Tamer oğlu ile Duygu’nun yüzüklerine bakıp bir şeyler fısıldadıklarını görünce gülümsedi. İyi ki hayatına bu kız girmişti, yoksa oğlu aşka hiç inanmayan o sıradan erkeklerden olup, yaşlanacaktı.

“Oğlum sen mi Duygu’yu bırakacaksın? İstersen biz bırakırız, yolumuzun üstü,” dedi Çağla ikilinin arasına girerek.

Peri olayı bildiğinden annesini çekiştirdi, “Anneciğim, bence onların konuşacak şeyleri vardır-” diyordu ki Pars gayet rahat bir şekilde, “Yok anne bana taşındı Duygu,” dedi.

“Ha?”

“Ne?”

Pars farklı nidalar çıkaran annesi ile babasına kaşlarını çattı, “Neye şaşırıldı bu kadar acaba? Haftaya evleniyoruz.” Duygu’yu arabaya yönlendirdi, “Hadi hayatım gidelim. Herkese iyi akşamlar.”

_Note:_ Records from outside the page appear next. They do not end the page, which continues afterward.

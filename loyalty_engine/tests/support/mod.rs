#![allow(dead_code)]

use loyalty_common::OrderNumber;
use loyalty_engine::{
    db_types::{Order, UserAccount},
    test_utils::prepare_env::{prepare_test_env, random_db_path},
    AccountApi,
    OrderFlowApi,
    SqliteDatabase,
};

pub async fn new_db() -> SqliteDatabase {
    prepare_test_env(&random_db_path()).await
}

pub async fn new_account(db: &SqliteDatabase, login: &str) -> UserAccount {
    AccountApi::new(db.clone()).create_account(login).await.expect("Could not create account")
}

pub async fn submit(db: &SqliteDatabase, account: &UserAccount, number: &str) -> Order {
    let result = OrderFlowApi::new(db.clone()).submit_order(account.id, number).await;
    result.expect("Could not submit order").order().clone()
}

pub fn number(s: &str) -> OrderNumber {
    s.parse().expect("Invalid order number in test")
}
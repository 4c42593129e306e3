use crate::db_types::Order;

#[derive(Debug, Clone, PartialEq)]
pub enum InsertOrderResult {
    Inserted(Order),
    /// The same account already submitted this order number.
    AlreadyExists(Order),
}

impl InsertOrderResult {
    pub fn order(&self) -> &Order {
        match self {
            InsertOrderResult::Inserted(o) => o,
            InsertOrderResult::AlreadyExists(o) => o,
        }
    }
}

Arabaya binen Duygu sessizdi.

“Bir şey mi oldu?” diye sordu Pars yüzüğündeki kurdeleyi çıkarırken.

“Hayır.”

“Durgunlaştın.”

“Ev meselesini bana söylemedin. Nereden çıktı?”

Pars arabayı çalıştırıp, bahçeden çıkardı. “Söylememe gerek var mı? O evde oturmak istemeyeceğini düşündüm.”

“Neden?”

Pars derin nefes aldı, “Duygu nedenini biliyorsun. Sonuçta o ev... Yani benim bekar evimdi."

"Çok kız geldi diye mi?"

“O da var. Ama tek sebep o değil. Seninle özel ve temiz bir sayfa açıyorum. O yüzden her şey sana özel olsun istiyorum. Oldu mu? Bunda neden art niyet arıyorsun ki? Senin ve benim seçtiğimiz bir ev olsun istiyorum. Ayrıca bu ev küçük.”

“Çok acele ediyoruz ve bu beni korkutuyor.”

“Neden korkuyorsun Allah aşkına? Seni seviyorum. Neyden şüphen var hala? Benden mi kendinden mi?”

Duygu derin nefes aldı, “Şüphem olan duygularımız değil. Sadece korkuyorum işte.” Bebek olayını şimdi konuşmak istemedi. Bir bebeği olsun istiyordu Duygu. İkisine ait, minik bir bebek. Öyle yedi sekiz yıl sonra değil bir yıl belki bir kaç ay sonra. Ama bunu Pars’a söyleyemiyordu. Bu konu da ne kadar katı olacağını çözemiyordu çünkü.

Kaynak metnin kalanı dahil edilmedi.